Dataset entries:
Start of Block

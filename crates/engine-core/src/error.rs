use thiserror::Error;

/// Typed failures reported by a store client.
///
/// The rendered text is `<kind> | <context>`; everything before the first `|`
/// is the exception signature used to bucket failures for retry and ignore
/// policies, so the leading segment must stay stable.
#[derive(Error, Debug, Clone, PartialEq, Eq)]
pub enum StoreError {
    #[error("document not found | key={key}")]
    DocumentNotFound { key: String },

    #[error("document exists | key={key}")]
    DocumentExists { key: String },

    #[error("path not found | key={key} path={path}")]
    PathNotFound { key: String, path: String },

    #[error("path exists | key={key} path={path}")]
    PathExists { key: String, path: String },

    #[error("cas mismatch | key={key}")]
    CasMismatch { key: String },

    #[error("unambiguous timeout | key={key}")]
    Timeout { key: String },

    #[error("temporary failure | key={key}")]
    TemporaryFailure { key: String },

    #[error("durability impossible | key={key}")]
    DurabilityImpossible { key: String },

    #[error("{0}")]
    Other(String),
}

impl StoreError {
    pub fn is_not_found(&self) -> bool {
        matches!(self, StoreError::DocumentNotFound { .. })
    }

    /// Document or path already there.
    pub fn is_already_present(&self) -> bool {
        matches!(
            self,
            StoreError::DocumentExists { .. } | StoreError::PathExists { .. }
        )
    }

    /// Document or path missing.
    pub fn is_absent(&self) -> bool {
        matches!(
            self,
            StoreError::DocumentNotFound { .. } | StoreError::PathNotFound { .. }
        )
    }

    /// Errors that may clear up on another attempt. Replies describing the
    /// document's state come back the same every time.
    pub fn is_transient(&self) -> bool {
        matches!(
            self,
            StoreError::Timeout { .. }
                | StoreError::TemporaryFailure { .. }
                | StoreError::CasMismatch { .. }
                | StoreError::DurabilityImpossible { .. }
                | StoreError::Other(_)
        )
    }
}

/// Cluster or bucket could not be reached within its readiness retries.
#[derive(Error, Debug, Clone, PartialEq, Eq)]
#[error("cluster unreachable: {target}: {reason}")]
pub struct ConnectError {
    pub target: String,
    pub reason: String,
}

#[derive(Error, Debug)]
pub enum StateError {
    #[error("task state ingestion is stopped")]
    IngestionStopped,

    #[error("failed to report offset {offset}: {reason}")]
    Report { offset: i64, reason: String },
}

#[derive(Error, Debug)]
pub enum SnapshotError {
    #[error("snapshot io error at {path}: {source}")]
    Io {
        path: String,
        #[source]
        source: std::io::Error,
    },

    #[error("failed to decode snapshot {path}: {source}")]
    Decode {
        path: String,
        #[source]
        source: serde_json::Error,
    },

    #[error("failed to encode snapshot {name}: {source}")]
    Encode {
        name: String,
        #[source]
        source: serde_json::Error,
    },
}

#[derive(Error, Debug, Clone, PartialEq, Eq)]
pub enum MetadataError {
    #[error("no metadata recorded for collection {0}")]
    UnknownCollection(String),
}

/// Common error type for all actors in the engine.
#[derive(Debug, Error)]
pub enum ActorError {
    #[error("Mailbox closed")]
    MailboxClosed,

    #[error("Mailbox full")]
    MailboxFull,
}
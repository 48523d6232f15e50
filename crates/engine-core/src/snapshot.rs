use crate::{clock, error::SnapshotError};
use serde::{Serialize, de::DeserializeOwned};
use std::{
    io::ErrorKind,
    path::{Path, PathBuf},
};
use tokio::fs;
use tracing::debug;

/// Directory of `<name>.json` files written atomically (temp file + rename).
#[derive(Debug, Clone)]
pub struct SnapshotStore {
    dir: PathBuf,
}

fn sanitize(name: &str) -> String {
    name.chars()
        .map(|c| {
            if c.is_ascii_alphanumeric() || matches!(c, '-' | '_' | '.') {
                c
            } else {
                '_'
            }
        })
        .collect()
}

fn io_err(path: &Path, source: std::io::Error) -> SnapshotError {
    SnapshotError::Io {
        path: path.display().to_string(),
        source,
    }
}

impl SnapshotStore {
    pub fn new(dir: impl Into<PathBuf>) -> Self {
        Self { dir: dir.into() }
    }

    pub fn dir(&self) -> &Path {
        &self.dir
    }

    pub fn path_for(&self, name: &str) -> PathBuf {
        self.dir.join(format!("{}.json", sanitize(name)))
    }

    pub async fn write<T: Serialize>(
        &self,
        name: &str,
        value: &T,
    ) -> Result<PathBuf, SnapshotError> {
        let bytes = serde_json::to_vec_pretty(value).map_err(|source| SnapshotError::Encode {
            name: name.to_string(),
            source,
        })?;

        fs::create_dir_all(&self.dir)
            .await
            .map_err(|e| io_err(&self.dir, e))?;

        let path = self.path_for(name);
        let tmp = self
            .dir
            .join(format!(".{}.{}.tmp", sanitize(name), clock::next_seed()));
        fs::write(&tmp, &bytes).await.map_err(|e| io_err(&tmp, e))?;
        fs::rename(&tmp, &path).await.map_err(|e| io_err(&path, e))?;

        debug!(path = %path.display(), bytes = bytes.len(), "snapshot written");
        Ok(path)
    }

    /// `None` when no snapshot exists under `name`.
    pub async fn read<T: DeserializeOwned>(
        &self,
        name: &str,
    ) -> Result<Option<T>, SnapshotError> {
        let path = self.path_for(name);
        let bytes = match fs::read(&path).await {
            Ok(bytes) => bytes,
            Err(e) if e.kind() == ErrorKind::NotFound => return Ok(None),
            Err(e) => return Err(io_err(&path, e)),
        };
        serde_json::from_slice(&bytes)
            .map(Some)
            .map_err(|source| SnapshotError::Decode {
                path: path.display().to_string(),
                source,
            })
    }

    /// Returns whether a file was removed.
    pub async fn remove(&self, name: &str) -> Result<bool, SnapshotError> {
        let path = self.path_for(name);
        match fs::remove_file(&path).await {
            Ok(()) => Ok(true),
            Err(e) if e.kind() == ErrorKind::NotFound => Ok(false),
            Err(e) => Err(io_err(&path, e)),
        }
    }
}
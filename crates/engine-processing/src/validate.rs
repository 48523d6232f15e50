use crate::{
    error::OffsetError,
    operation::{MUTATION_COUNTER, OffsetContext, OperationStrategy},
};
use async_trait::async_trait;
use generator::{Template, apply_sub_document};
use model::{OperationKind, document::flatten};
use serde_json::Value;

/// Compares the live document against the state replay says it should have.
pub struct ValidateOp;

#[async_trait]
impl OperationStrategy for ValidateOp {
    fn kind(&self) -> OperationKind {
        OperationKind::Validate
    }

    async fn apply(&self, ctx: &OffsetContext, offset: i64) -> Result<u64, OffsetError> {
        let doc_id = ctx.doc_id(offset);
        let deleted = ctx.history.is_deleted(&ctx.identifier, offset);
        let tolerates_missing = deleted || ctx.history.tolerates_missing(&ctx.identifier, offset);

        let live = match ctx.client.get(&doc_id, &ctx.options).await {
            Ok(live) => live,
            Err(e) if e.is_not_found() && tolerates_missing => return Ok(0),
            Err(e) => return Err(e.into()),
        };
        if deleted {
            return Err(OffsetError::integrity(&doc_id, "document should be deleted"));
        }

        let expected = expected_document(ctx, offset)?;
        compare(&doc_id, &expected, &live.value, ctx.config.strict_paths)?;

        let counter = live
            .value
            .get(MUTATION_COUNTER)
            .and_then(Value::as_i64)
            .unwrap_or(0);
        let expected_count = ctx.history.count_mutation(&ctx.identifier, offset);
        if counter != expected_count {
            return Err(OffsetError::integrity(
                &doc_id,
                format!("{MUTATION_COUNTER}={counter} expected={expected_count}"),
            ));
        }
        Ok(live.cas)
    }
}

/// Document plus sub-document as the last writers left them, without the
/// mutation counter.
fn expected_document(ctx: &OffsetContext, offset: i64) -> Result<Value, OffsetError> {
    let key = ctx.key(offset);
    let mut doc = match ctx.history.last_document_writer(&ctx.identifier, offset) {
        Some(writer) => {
            let template: Template = writer.config.template.parse().map_err(|e| {
                OffsetError::integrity(&ctx.doc_id(offset), format!("writer config: {e}"))
            })?;
            ctx.history
                .retrace_document(&ctx.identifier, offset, key, template, writer.config.doc_size)
                .0
        }
        None => Value::Object(Default::default()),
    };
    if let Some(sub) = ctx.history.expected_sub_document(&ctx.identifier, offset, key) {
        apply_sub_document(&mut doc, &sub);
    }
    Ok(doc)
}

fn compare(doc_id: &str, expected: &Value, live: &Value, strict: bool) -> Result<(), OffsetError> {
    let expected = flatten(expected);
    let mut live = flatten(live);
    live.remove(MUTATION_COUNTER);

    for (path, want) in &expected {
        match live.remove(path) {
            Some(got) if got == *want => {}
            Some(got) => {
                return Err(OffsetError::integrity(
                    doc_id,
                    format!("path={path} expected={want} actual={got}"),
                ));
            }
            None => {
                return Err(OffsetError::integrity(doc_id, format!("path={path} missing")));
            }
        }
    }

    if strict && let Some(path) = live.keys().next() {
        return Err(OffsetError::integrity(
            doc_id,
            format!("path={path} unexpected"),
        ));
    }
    Ok(())
}
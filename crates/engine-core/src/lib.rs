pub mod actor;
pub mod clock;
pub mod error;
pub mod metadata;
pub mod metrics;
pub mod request;
pub mod result;
pub mod retry;
pub mod snapshot;
pub mod state;
pub mod store;
pub mod task;
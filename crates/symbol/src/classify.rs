use shaobing_core::common::{CodeKind, Exchange, InstrumentCode};
use shaobing_core::symbol::port::MarketClassifier;

/// # Summary
/// 默认的数字代码交易所归类规则。
///
/// # Logic
/// - 1~5 位数字 → 港股。
/// - 6 位且以 `6`、`5`、`9` 开头 → 上交所。
/// - 6 位且以 `0`、`1`、`3` 开头 → 深交所。
/// - 其余 (如北交所 `4`/`8` 开头) → 无法归类。
///
/// # Invariants
/// - 经验规则，存在已知误判；需要修正时替换实现而非改动解析链。
#[derive(Debug, Clone, Copy, Default)]
pub struct DefaultClassifier;

impl MarketClassifier for DefaultClassifier {
    fn classify(&self, code: &InstrumentCode) -> Option<Exchange> {
        if code.kind() != CodeKind::Numeric {
            return None;
        }
        let raw = code.as_str();
        match raw.len() {
            1..=5 => Some(Exchange::Hk),
            6 => match raw.as_bytes().first()? {
                b'6' | b'5' | b'9' => Some(Exchange::Sh),
                b'0' | b'1' | b'3' => Some(Exchange::Sz),
                _ => None,
            },
            _ => None,
        }
    }
}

End of Block

▸ Task statement: Return every line of the entries above that the string "DocumentExists" appears in.

▸ Worked solution:
    DocumentExists { key: String },
            StoreError::DocumentExists { .. } | StoreError::PathExists { .. }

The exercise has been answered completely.